O Legado do BH Canta e Dança
Por uma década, entre 1986 e 1997, a Praça da Estação em Belo Horizonte foi palco do projeto BH Canta e Dança, que reunia anualmente entre 20 mil e 30 mil jovens. Apesar de sua relevância para a consolidação do hip-hop na cidade, há uma escassez de registros sobre o evento, o que despertou o interesse do rapper e pesquisador Roger Deff. Para preencher essa lacuna histórica, ele escreveu o livro “Negritude, hip-hop e território: BH Canta e Dança”, publicado pela Editora Dialética, com lançamento programado para esta quinta-feira, 19 de março, na sede do coletivo Família de Rua.
Durante sua pesquisa, Deff encontrou apenas um capítulo da tese “A música entra em cena: o rap e o funk na socialização da juventude em Belo Horizonte”, escrito por Juarez Dayrell, que faz referência ao evento. Além disso, a Belotur, uma das apoiadoras do festival, não possuía arquivos sobre essa importante manifestação cultural. “Como um evento que acontece por quase 10 anos é totalmente esquecido? Isso mostra que construir memória também é poder”, destaca o autor.
A Trilha da Pesquisa e a Identidade do Rap Mineiro
O livro de Roger Deff é resultado de sua dissertação de mestrado em artes na Universidade do Estado de Minas Gerais (Uemg). Inicialmente, o foco da pesquisa estava na identidade do rap mineiro. Contudo, ao realizar entrevistas com artistas e frequentadores, Deff percebeu a centralidade do BH Canta e Dança na cultura hip-hop local.

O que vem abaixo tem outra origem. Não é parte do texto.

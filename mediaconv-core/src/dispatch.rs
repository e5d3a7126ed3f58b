// ============================================================================
// mediaconv-core/src/dispatch.rs
// ============================================================================
//
// CONVERSION DISPATCH: Per-File Fallback Over Ordered Backend Chains
//
// A ConversionTask is resolved by walking the fallback chain of its source
// category. Each backend attempt produces a tagged result that is appended
// to the attempts log; the walk stops at the first success or when the
// chain is exhausted.
//
// FALLBACK CHAINS:
// - still image (JPEG->PNG, PNG->JPEG): image
// - HEIC/HEIF:                          image -> libheif
// - camera RAW:                         image -> imagepipe
// - MP4 video:                          ffmpeg
//
// AI-ASSISTANT-INFO: Fallback dispatcher and per-file outcome types

// ---- Internal crate imports ----
use crate::backends::{Backend, BackendId};
use crate::config::CoreConfig;
use crate::error::BackendError;
use crate::events::{Event, EventHandler};
use crate::policy::{self, SourceCategory, TargetFormat};

// ---- External crate imports ----
use serde::Serialize;

// ---- Standard library imports ----
use std::path::{Path, PathBuf};
use std::time::{Duration, Instant};

// ============================================================================
// TASK AND OUTCOME TYPES
// ============================================================================

/// One file to convert. Only constructible for extensions with a policy rule.
#[derive(Debug, Clone, PartialEq, Eq, Serialize)]
pub struct ConversionTask {
    source_path: PathBuf,
    target_path: PathBuf,
    target_format: TargetFormat,
    source_category: SourceCategory,
}

impl ConversionTask {
    /// Builds the task for `source`, placing the output in `output_dir`.
    ///
    /// Returns `None` when the extension has no policy rule. The output name
    /// is the source file stem plus the target's canonical extension.
    pub fn for_source(source: &Path, output_dir: &Path) -> Option<Self> {
        let classification = policy::classify(source);
        let target_format = classification.target?;
        let stem = source.file_stem()?;

        let mut file_name = stem.to_os_string();
        file_name.push(".");
        file_name.push(target_format.extension());

        Some(Self {
            source_path: source.to_path_buf(),
            target_path: output_dir.join(file_name),
            target_format,
            source_category: classification.category,
        })
    }

    pub fn source_path(&self) -> &Path {
        &self.source_path
    }

    pub fn target_path(&self) -> &Path {
        &self.target_path
    }

    pub fn target_format(&self) -> TargetFormat {
        self.target_format
    }

    pub fn source_category(&self) -> SourceCategory {
        self.source_category
    }
}

/// Result of one backend attempt.
#[derive(Debug, Clone, PartialEq, Eq, Serialize)]
#[serde(tag = "status", rename_all = "snake_case")]
pub enum AttemptResult {
    Success,
    Failure { error: BackendError },
}

#[derive(Debug, Clone, PartialEq, Eq, Serialize)]
pub struct BackendAttempt {
    pub backend: BackendId,
    pub result: AttemptResult,
}

impl BackendAttempt {
    pub fn succeeded(&self) -> bool {
        matches!(self.result, AttemptResult::Success)
    }

    pub fn error(&self) -> Option<&BackendError> {
        match &self.result {
            AttemptResult::Success => None,
            AttemptResult::Failure { error } => Some(error),
        }
    }
}

/// Final result for one task.
#[derive(Debug, Clone, Serialize)]
pub struct ConversionOutcome {
    pub task: ConversionTask,
    pub succeeded: bool,
    pub attempts: Vec<BackendAttempt>,
    pub elapsed: Duration,
}

impl ConversionOutcome {
    /// Backend that produced the output, if any.
    pub fn successful_backend(&self) -> Option<BackendId> {
        self.attempts.iter().find(|a| a.succeeded()).map(|a| a.backend)
    }

    /// Error of the final attempt when the task failed.
    pub fn last_error(&self) -> Option<&BackendError> {
        if self.succeeded {
            return None;
        }
        self.attempts.last().and_then(BackendAttempt::error)
    }
}

// ============================================================================
// FALLBACK CHAINS
// ============================================================================

/// Ordered backends tried for a category. Empty for `Unsupported`.
pub fn fallback_chain(category: SourceCategory) -> &'static [BackendId] {
    match category {
        SourceCategory::StillImageStandard => &[BackendId::StillImage],
        SourceCategory::HeicHeif => &[BackendId::StillImage, BackendId::Heif],
        SourceCategory::RawCamera => &[BackendId::StillImage, BackendId::RawImage],
        SourceCategory::VideoContainer => &[BackendId::Ffmpeg],
        SourceCategory::Unsupported => &[],
    }
}

// ============================================================================
// DISPATCHER
// ============================================================================

/// Resolves conversion tasks against a set of registered backends.
pub struct ConversionDispatcher {
    backends: Vec<Box<dyn Backend>>,
}

impl ConversionDispatcher {
    pub fn new(backends: Vec<Box<dyn Backend>>) -> Self {
        Self { backends }
    }

    /// Dispatcher with the production backends.
    pub fn with_default_backends(config: &CoreConfig) -> Self {
        Self::new(crate::backends::default_backends(config))
    }

    fn backend(&self, id: BackendId) -> Option<&dyn Backend> {
        self.backends.iter().find(|b| b.id() == id).map(|b| b.as_ref())
    }

    /// Runs the task's fallback chain until one backend succeeds.
    ///
    /// Backend errors never escape: each one is recorded in the attempts log
    /// and the next backend is tried. A chain entry with no registered
    /// backend counts as an unavailable attempt.
    pub fn resolve(&self, task: ConversionTask, events: &dyn EventHandler) -> ConversionOutcome {
        let start = Instant::now();
        let chain = fallback_chain(task.source_category);
        let mut attempts = Vec::with_capacity(chain.len());

        events.handle(&Event::ConversionStarted {
            source: task.source_path.clone(),
            target_path: task.target_path.clone(),
        });

        for (index, &id) in chain.iter().enumerate() {
            let result = match self.backend(id) {
                Some(backend) => backend.convert(&task.source_path, &task.target_path, task.target_format),
                None => Err(BackendError::unavailable(format!("no {id} backend registered"))),
            };

            match result {
                Ok(()) => {
                    events.handle(&Event::AttemptSucceeded {
                        source: task.source_path.clone(),
                        backend: id,
                    });
                    attempts.push(BackendAttempt {
                        backend: id,
                        result: AttemptResult::Success,
                    });
                    break;
                }
                Err(error) => {
                    log::debug!("{} attempt {} of {} failed: {}", id, index + 1, chain.len(), error);
                    events.handle(&Event::AttemptFailed {
                        source: task.source_path.clone(),
                        backend: id,
                        error: error.clone(),
                        remaining: chain.len() - index - 1,
                    });
                    attempts.push(BackendAttempt {
                        backend: id,
                        result: AttemptResult::Failure { error },
                    });
                }
            }
        }

        let succeeded = attempts.last().is_some_and(BackendAttempt::succeeded);
        events.handle(&Event::ConversionFinished {
            source: task.source_path.clone(),
            succeeded,
        });

        ConversionOutcome {
            task,
            succeeded,
            attempts,
            elapsed: start.elapsed(),
        }
    }
}
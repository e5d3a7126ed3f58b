//! Batch orchestration.
//!
//! Ties discovery, the policy table and the dispatcher together into one
//! run over an input directory, and defines the report that run produces.

/// Directory-level runner
pub mod batch;

/// Batch report types
pub mod report;

pub use batch::{BatchRunner, convert_directory};
pub use report::{BatchReport, SkippedFile};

Idealizado por MC Pelé, um ícone do rap belo-horizontino e autor da famosa canção “Namorar pelado”, o BH Canta e Dança se tornou um ponto de encontro de jovens da periferia, especialmente aqueles ligados aos bailes dos anos 1990. O evento desempenhou um papel fundamental na formação e consolidação do funk e do rap na capital mineira, num contexto onde o hip-hop começava a se firmar no Brasil, desde sua chegada em 1983.
Impacto Cultural e Memória Social
Além de servir como um precursor para o projeto Duelo de MCs, que começou em 2007 e trouxe visibilidade ao rap belo-horizontino, o BH Canta e Dança foi um catalisador para artistas que mais tarde se destacaram nacionalmente, como Djonga e FBC. O evento, que começou como uma ação voltada à arrecadação de brinquedos, diversificou suas edições, criando temáticas que incluíam homenagens a figuras como Nelson Mandela, após sua libertação em 1990, além de ações sociais contra as drogas e a violência.
“Muitos dizem que não era um evento puramente hip-hop, já que o funk estava presente. No entanto, a ocupação do espaço público e a mobilização social, com campanhas de respeito e valorização, são, em essência, o que o hip-hop representa”, argumenta Deff.
A Importância das Vozes e das Histórias
Entre os entrevistados por Deff estão figuras importantes do cenário musical, como DJ A Coisa, DJ Joseph, e MC Ellu, a qual é considerada por ele a primeira mulher a cantar funk em Belo Horizonte. Embora MC Cacau tenha sido lançada em 1994 como um dos primeiros nomes do gênero, Ellu já gravava em 1992, com destaque para a faixa “Tira a mão de mim”, do álbum “Fábrica de ritmos”.
A pesquisa é marcada pela escassez de documentação e pela falta de registros formais. Deff enfatiza a importância de preservar essas histórias. “As pessoas priorizavam a experiência ao invés de registrar o que acontecia. Se não fizermos esse registro agora, essas narrativas se perderão”, explica.
Detalhes do Lançamento
Com a dissertação concluída em 2021, a pesquisa de Deff continuou até 2025. “Não posso deixar isso restrito a mim ou à academia. O único registro sobre a história do hip-hop em BH é este livro”, conclui. “Negritude, hip-hop e território: BH Canta e Dança” possui 156 páginas e será vendido a R$ 89,90. O lançamento ocorre nesta quinta-feira, 19 de março, às 19h30, na sede do coletivo Família de Rua, localizada na Rua Aarão Reis, 554, Centro, com entrada gratuita.